On Popes, Presidents, and Who Belongs to Whom


I’ve been sitting with this statement for a while, trying to find the most charitable way to respond. That’s where I try to start. Grace first. Generosity of interpretation. Assume the best.

But sometimes a statement is so theologically backwards that silence feels like complicity.

The sitting President of the United States just told the leader of the world’s 1.4 billion Catholics to be grateful because, in his telling, the Pope only has his job because of Trump. He called the Pope weak. He said he prefers the Pope’s brother because the brother is “all MAGA.” He instructed the Vicar of Christ to “get his act together.”

That’s not how any of this works.

The church does not belong to any president. The papacy is not a cabinet appointment. The Gospel is not a MAGA platform nor a democratic one. The Gospel has a way of making everyone uncomfortable, which is usually a sign it’s working.

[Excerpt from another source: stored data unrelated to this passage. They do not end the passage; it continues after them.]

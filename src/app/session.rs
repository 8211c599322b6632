//! Voting session - the referenda still waiting for a decision and the votes
//! cast so far

use std::collections::hash_map::Entry;
use std::collections::HashMap;

use crate::models::{ReferendumIndex, ReferendumOngoing, Vote, VoteType};

/// Which screen the session is on. Always derived, never stored.
#[derive(Clone, Copy, Debug, PartialEq, Eq)]
pub enum SessionPhase {
    Voting,
    Summary,
}

#[derive(Debug, Clone, PartialEq, Eq, thiserror::Error)]
pub enum VoteError {
    #[error("referendum #{0} is not waiting for a vote")]
    NotPending(ReferendumIndex),
    #[error("no referendum left to vote on")]
    NothingPending,
}

#[derive(Debug, Clone, Default)]
pub struct VotingSession {
    /// Pending referenda in chain iteration order, indices unique
    pending: Vec<(ReferendumIndex, ReferendumOngoing)>,
    votes: Vec<Vote>,
}

impl VotingSession {
    pub fn new() -> Self {
        Self::default()
    }

    /// Replace the pending referenda with a fresh load.
    ///
    /// Order is kept; a repeated index keeps its first position and its last
    /// value. Votes already cast are kept.
    pub fn replace_pending<I>(&mut self, referenda: I)
    where
        I: IntoIterator<Item = (ReferendumIndex, ReferendumOngoing)>,
    {
        let mut pending: Vec<(ReferendumIndex, ReferendumOngoing)> = Vec::new();
        let mut positions: HashMap<ReferendumIndex, usize> = HashMap::new();
        for (index, referendum) in referenda {
            match positions.entry(index) {
                Entry::Occupied(slot) => pending[*slot.get()].1 = referendum,
                Entry::Vacant(slot) => {
                    slot.insert(pending.len());
                    pending.push((index, referendum));
                }
            }
        }
        self.pending = pending;
    }

    pub fn pending(&self) -> &[(ReferendumIndex, ReferendumOngoing)] {
        &self.pending
    }

    pub fn votes(&self) -> &[Vote] {
        &self.votes
    }

    pub fn remaining(&self) -> usize {
        self.pending.len()
    }

    pub fn is_pending(&self, index: ReferendumIndex) -> bool {
        self.pending.iter().any(|(i, _)| *i == index)
    }

    /// The referendum on top of the stack: last in iteration order
    pub fn topmost(&self) -> Option<(ReferendumIndex, &ReferendumOngoing)> {
        self.pending.last().map(|(index, referendum)| (*index, referendum))
    }

    /// Record a decision and drop the referendum from the pending set
    pub fn vote_on(&mut self, index: ReferendumIndex, vote: VoteType) -> Result<(), VoteError> {
        let position = self
            .pending
            .iter()
            .position(|(i, _)| *i == index)
            .ok_or(VoteError::NotPending(index))?;

        self.pending.remove(position);
        self.votes.push(Vote { index, vote });
        Ok(())
    }

    /// Vote on whatever is currently on top
    pub fn vote_topmost(&mut self, vote: VoteType) -> Result<ReferendumIndex, VoteError> {
        let (index, _) = self.topmost().ok_or(VoteError::NothingPending)?;
        self.vote_on(index, vote)?;
        Ok(index)
    }

    pub fn phase(&self) -> SessionPhase {
        if self.pending.is_empty() && !self.votes.is_empty() {
            SessionPhase::Summary
        } else {
            SessionPhase::Voting
        }
    }

    pub fn count(&self, vote: VoteType) -> usize {
        self.votes.iter().filter(|v| v.vote == vote).count()
    }
}
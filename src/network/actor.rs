//! Network actor - owns the chain connection and runs fetches in the Tokio runtime

use std::sync::Arc;
use std::time::Duration;

use tokio::sync::{mpsc, oneshot};
use tokio::task::JoinSet;

use crate::chain::{self, ChainError, ChainSource};
use crate::messages::{NetworkCommand, NetworkResponse};
use crate::models::Network;
use crate::network::loader::{load_referenda, LoadOutcome};

/// Builds a chain source from an endpoint string
pub type Connector = Box<dyn Fn(&str) -> Result<Arc<dyn ChainSource>, ChainError> + Send>;

/// The live connection
struct Connection {
    id: u64,
    source: Arc<dyn ChainSource>,
}

/// Tracks the in-flight fetch for cancellation
struct ActiveFetch {
    generation: u64,
    cancel_tx: oneshot::Sender<()>,
}

/// Network actor that processes connect and fetch commands
pub struct NetworkActor {
    connector: Connector,
    response_tx: mpsc::UnboundedSender<NetworkResponse>,
    fetch_timeout: Duration,
    connection: Option<Connection>,
    active_fetch: Option<ActiveFetch>,
    tasks: JoinSet<()>,
}

impl NetworkActor {
    pub fn new(response_tx: mpsc::UnboundedSender<NetworkResponse>, fetch_timeout: Duration) -> Self {
        Self::with_connector(response_tx, fetch_timeout, Box::new(chain::connect))
    }

    pub fn with_connector(
        response_tx: mpsc::UnboundedSender<NetworkResponse>,
        fetch_timeout: Duration,
        connector: Connector,
    ) -> Self {
        NetworkActor {
            connector,
            response_tx,
            fetch_timeout,
            connection: None,
            active_fetch: None,
            tasks: JoinSet::new(),
        }
    }

    /// Run the network actor message loop
    pub async fn run(mut self, mut cmd_rx: mpsc::UnboundedReceiver<NetworkCommand>) {
        loop {
            tokio::select! {
                biased;

                cmd = cmd_rx.recv() => {
                    match cmd {
                        Some(NetworkCommand::Connect { connection_id, endpoint, network }) => {
                            self.connect(connection_id, &endpoint, network);
                        }
                        Some(NetworkCommand::FetchReferenda { generation }) => {
                            self.fetch(generation);
                        }
                        Some(NetworkCommand::Shutdown) | None => {
                            self.cancel_active_fetch();
                            break;
                        }
                    }
                }

                // Clean up completed tasks
                Some(_result) = self.tasks.join_next() => {}
            }
        }
    }

    fn connect(&mut self, connection_id: u64, endpoint: &str, network: Option<Network>) {
        self.cancel_active_fetch();

        match (self.connector)(endpoint) {
            Ok(source) => {
                let network = network.or_else(|| Network::detect(endpoint));
                tracing::info!(connection_id, source = %source.describe(), ?network, "Connected");
                self.connection = Some(Connection { id: connection_id, source });
                let _ = self.response_tx.send(NetworkResponse::Connected { connection_id, network });
            }
            Err(e) => {
                tracing::error!(connection_id, endpoint, error = %e, "Connection failed");
                self.connection = None;
                let _ = self.response_tx.send(NetworkResponse::ConnectFailed {
                    connection_id,
                    message: e.to_string(),
                });
            }
        }
    }

    fn fetch(&mut self, generation: u64) {
        self.cancel_active_fetch();

        let Some(connection) = &self.connection else {
            let _ = self.response_tx.send(NetworkResponse::FetchFailed {
                generation,
                cause: String::from("no chain connection"),
            });
            return;
        };

        let (cancel_tx, cancel_rx) = oneshot::channel();
        self.active_fetch = Some(ActiveFetch { generation, cancel_tx });

        let source = connection.source.clone();
        let connection_id = connection.id;
        let timeout = self.fetch_timeout;
        let response_tx = self.response_tx.clone();

        self.tasks.spawn(async move {
            tracing::info!(generation, connection_id, "Fetching referenda");
            match load_referenda(source.as_ref(), timeout, cancel_rx).await {
                LoadOutcome::Loaded(referenda) => {
                    tracing::info!(generation, count = referenda.len(), "Referenda fetched");
                    let _ = response_tx.send(NetworkResponse::ReferendaLoaded { generation, referenda });
                }
                LoadOutcome::Failed(e) => {
                    let _ = response_tx.send(NetworkResponse::FetchFailed {
                        generation,
                        cause: e.to_string(),
                    });
                }
                LoadOutcome::Cancelled => {
                    tracing::info!(generation, "Referenda fetch cancelled");
                }
            }
        });
    }

    fn cancel_active_fetch(&mut self) {
        if let Some(active) = self.active_fetch.take() {
            tracing::debug!(generation = active.generation, "Cancelling fetch");
            let _ = active.cancel_tx.send(());
        }
    }
}

#[cfg(test)]
mod tests {
    use super::*;
    use std::sync::atomic::AtomicBool;

    use crate::constants::FETCH_DATA_TIMEOUT;
    use crate::network::loader::tests::{one_approved, MockSource};

    fn spawn_actor(
        delay: Option<Duration>,
    ) -> (mpsc::UnboundedSender<NetworkCommand>, mpsc::UnboundedReceiver<NetworkResponse>) {
        let (cmd_tx, cmd_rx) = mpsc::unbounded_channel();
        let (resp_tx, resp_rx) = mpsc::unbounded_channel();
        let connector: Connector = Box::new(move |endpoint: &str| {
            if endpoint == "bad" {
                return Err(ChainError::InvalidEndpoint(endpoint.to_string()));
            }
            let source: Arc<dyn ChainSource> = Arc::new(MockSource {
                delay,
                result: one_approved,
                dropped: Arc::new(AtomicBool::new(false)),
            });
            Ok(source)
        });
        let actor = NetworkActor::with_connector(resp_tx, FETCH_DATA_TIMEOUT, connector);
        tokio::spawn(actor.run(cmd_rx));
        (cmd_tx, resp_rx)
    }

    fn connect(cmd_tx: &mpsc::UnboundedSender<NetworkCommand>, endpoint: &str) {
        cmd_tx
            .send(NetworkCommand::Connect {
                connection_id: 1,
                endpoint: endpoint.to_string(),
                network: None,
            })
            .unwrap();
    }

    #[tokio::test(start_paused = true)]
    async fn test_connect_detects_network() {
        let (cmd_tx, mut resp_rx) = spawn_actor(Some(Duration::from_millis(10)));
        connect(&cmd_tx, "https://polkadot-gateway.example");
        match resp_rx.recv().await.unwrap() {
            NetworkResponse::Connected { connection_id, network } => {
                assert_eq!(connection_id, 1);
                assert_eq!(network, Some(Network::Polkadot));
            }
            other => panic!("unexpected response: {:?}", other),
        }
    }

    #[tokio::test(start_paused = true)]
    async fn test_connect_failure() {
        let (cmd_tx, mut resp_rx) = spawn_actor(None);
        connect(&cmd_tx, "bad");
        assert!(matches!(
            resp_rx.recv().await.unwrap(),
            NetworkResponse::ConnectFailed { connection_id: 1, .. }
        ));
    }

    #[tokio::test(start_paused = true)]
    async fn test_fetch_without_connection_fails() {
        let (cmd_tx, mut resp_rx) = spawn_actor(None);
        cmd_tx.send(NetworkCommand::FetchReferenda { generation: 1 }).unwrap();
        assert!(matches!(
            resp_rx.recv().await.unwrap(),
            NetworkResponse::FetchFailed { generation: 1, .. }
        ));
    }

    #[tokio::test(start_paused = true)]
    async fn test_second_fetch_cancels_first() {
        let (cmd_tx, mut resp_rx) = spawn_actor(Some(Duration::from_millis(100)));
        connect(&cmd_tx, "http://node");
        assert!(matches!(resp_rx.recv().await.unwrap(), NetworkResponse::Connected { .. }));

        cmd_tx.send(NetworkCommand::FetchReferenda { generation: 1 }).unwrap();
        cmd_tx.send(NetworkCommand::FetchReferenda { generation: 2 }).unwrap();

        match resp_rx.recv().await.unwrap() {
            NetworkResponse::ReferendaLoaded { generation, referenda } => {
                assert_eq!(generation, 2);
                assert_eq!(referenda.len(), 1);
            }
            other => panic!("unexpected response: {:?}", other),
        }

        cmd_tx.send(NetworkCommand::Shutdown).unwrap();
        assert!(resp_rx.recv().await.is_none(), "generation 1 must never answer");
    }

    #[tokio::test(start_paused = true)]
    async fn test_fetch_times_out() {
        let (cmd_tx, mut resp_rx) = spawn_actor(None);
        connect(&cmd_tx, "http://node");
        resp_rx.recv().await.unwrap();

        cmd_tx.send(NetworkCommand::FetchReferenda { generation: 7 }).unwrap();
        match resp_rx.recv().await.unwrap() {
            NetworkResponse::FetchFailed { generation, cause } => {
                assert_eq!(generation, 7);
                assert_eq!(cause, "timed out after 15000ms");
            }
            other => panic!("unexpected response: {:?}", other),
        }
    }
}
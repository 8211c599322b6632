//! UI events - messages from UI layer to App layer

use crossterm::event::{KeyCode, KeyEvent, KeyEventKind, KeyModifiers, MouseButton, MouseEvent, MouseEventKind};

use crate::constants::SWIPE_THRESHOLD;
use crate::models::VoteType;

/// Events generated from user input in the UI layer
#[derive(Debug, Clone, PartialEq)]
pub enum UiEvent {
    /// Vote on the topmost referendum (button, key or swipe)
    Vote(VoteType),

    /// Drop the connection and load everything again
    Reconnect,

    // Popups
    ToggleHelp,
    CloseHelp,

    // System
    Quit,
}

/// Convert a key event to a UiEvent based on current UI context
pub fn key_to_ui_event(key: KeyEvent, show_help: bool) -> Option<UiEvent> {
    if key.kind != KeyEventKind::Press {
        return None;
    }

    if key.modifiers.contains(KeyModifiers::CONTROL) && key.code == KeyCode::Char('c') {
        return Some(UiEvent::Quit);
    }

    if show_help {
        return Some(UiEvent::CloseHelp);
    }

    match key.code {
        KeyCode::Char('q') => Some(UiEvent::Quit),
        KeyCode::Char('?') => Some(UiEvent::ToggleHelp),
        KeyCode::Char('r') => Some(UiEvent::Reconnect),
        KeyCode::Right | KeyCode::Char('l') | KeyCode::Char('y') | KeyCode::Char('a') => {
            Some(UiEvent::Vote(VoteType::Aye))
        }
        KeyCode::Left | KeyCode::Char('h') | KeyCode::Char('n') | KeyCode::Char('x') => {
            Some(UiEvent::Vote(VoteType::Nay))
        }
        _ => None,
    }
}

/// Turns a left-button drag into a swipe: right is Aye, left is Nay
#[derive(Debug, Default)]
pub struct SwipeTracker {
    origin: Option<u16>,
}

impl SwipeTracker {
    pub fn new() -> Self {
        Self::default()
    }

    pub fn handle(&mut self, mouse: MouseEvent) -> Option<UiEvent> {
        match mouse.kind {
            MouseEventKind::Down(MouseButton::Left) => {
                self.origin = Some(mouse.column);
                None
            }
            MouseEventKind::Up(MouseButton::Left) => {
                let start = self.origin.take()?;
                if mouse.column >= start.saturating_add(SWIPE_THRESHOLD) {
                    Some(UiEvent::Vote(VoteType::Aye))
                } else if mouse.column.saturating_add(SWIPE_THRESHOLD) <= start {
                    Some(UiEvent::Vote(VoteType::Nay))
                } else {
                    None
                }
            }
            _ => None,
        }
    }

    /// Columns dragged so far, for the card offset while dragging
    pub fn offset(&self, column: u16) -> i32 {
        self.origin.map(|start| column as i32 - start as i32).unwrap_or(0)
    }

    pub fn is_dragging(&self) -> bool {
        self.origin.is_some()
    }
}
//! Network messages - communication between App and Network layers

use crate::models::{Network, Referendum, ReferendumIndex};

/// Commands sent from App layer to Network layer
#[derive(Debug, Clone)]
pub enum NetworkCommand {
    /// Open a chain connection; a new id replaces the previous connection
    Connect {
        connection_id: u64,
        endpoint: String,
        network: Option<Network>,
    },
    /// Fetch every referendum through the current connection. Cancels any
    /// fetch still in flight.
    FetchReferenda {
        generation: u64,
    },
    /// Shutdown the network actor
    Shutdown,
}

/// Responses sent from Network layer to App layer
#[derive(Debug, Clone)]
pub enum NetworkResponse {
    /// Connection ready; `network` is None when it could not be identified
    Connected {
        connection_id: u64,
        network: Option<Network>,
    },
    ConnectFailed {
        connection_id: u64,
        message: String,
    },
    /// Full referenda list, in chain order
    ReferendaLoaded {
        generation: u64,
        referenda: Vec<(ReferendumIndex, Referendum)>,
    },
    /// Fetch timed out or failed
    FetchFailed {
        generation: u64,
        cause: String,
    },
}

What struck me most, though, wasn’t the bluster. It was the talk about fear. The President invoked fear. Who had it, who caused it, who deserves to feel it as if fear is the proper currency of Christian witness. 

But Scripture says “do not be afraid”. Not because danger isn’t real. But because perfect love overcomes.

A Pope who speaks about the vulnerable, who asks hard questions about nuclear weapons and the dignity of migrants, who refuses to baptize the agenda of any world power is not a weak Pope. It’s a faithful one.

The church’s job has never been to make presidents and world leaders comfortable. It has always been to make disciples. And disciples follow one who said the first would be last, who blessed the peacemakers, who told Pilate directly: my kingdom is not of this world.

The Pope’s faithfulness will be measured by his posture toward the poor and the Gospel. Not by his relationship with President Trump.

The church doesn’t need a great political ally in the White House. The world needs a church brave enough to say so.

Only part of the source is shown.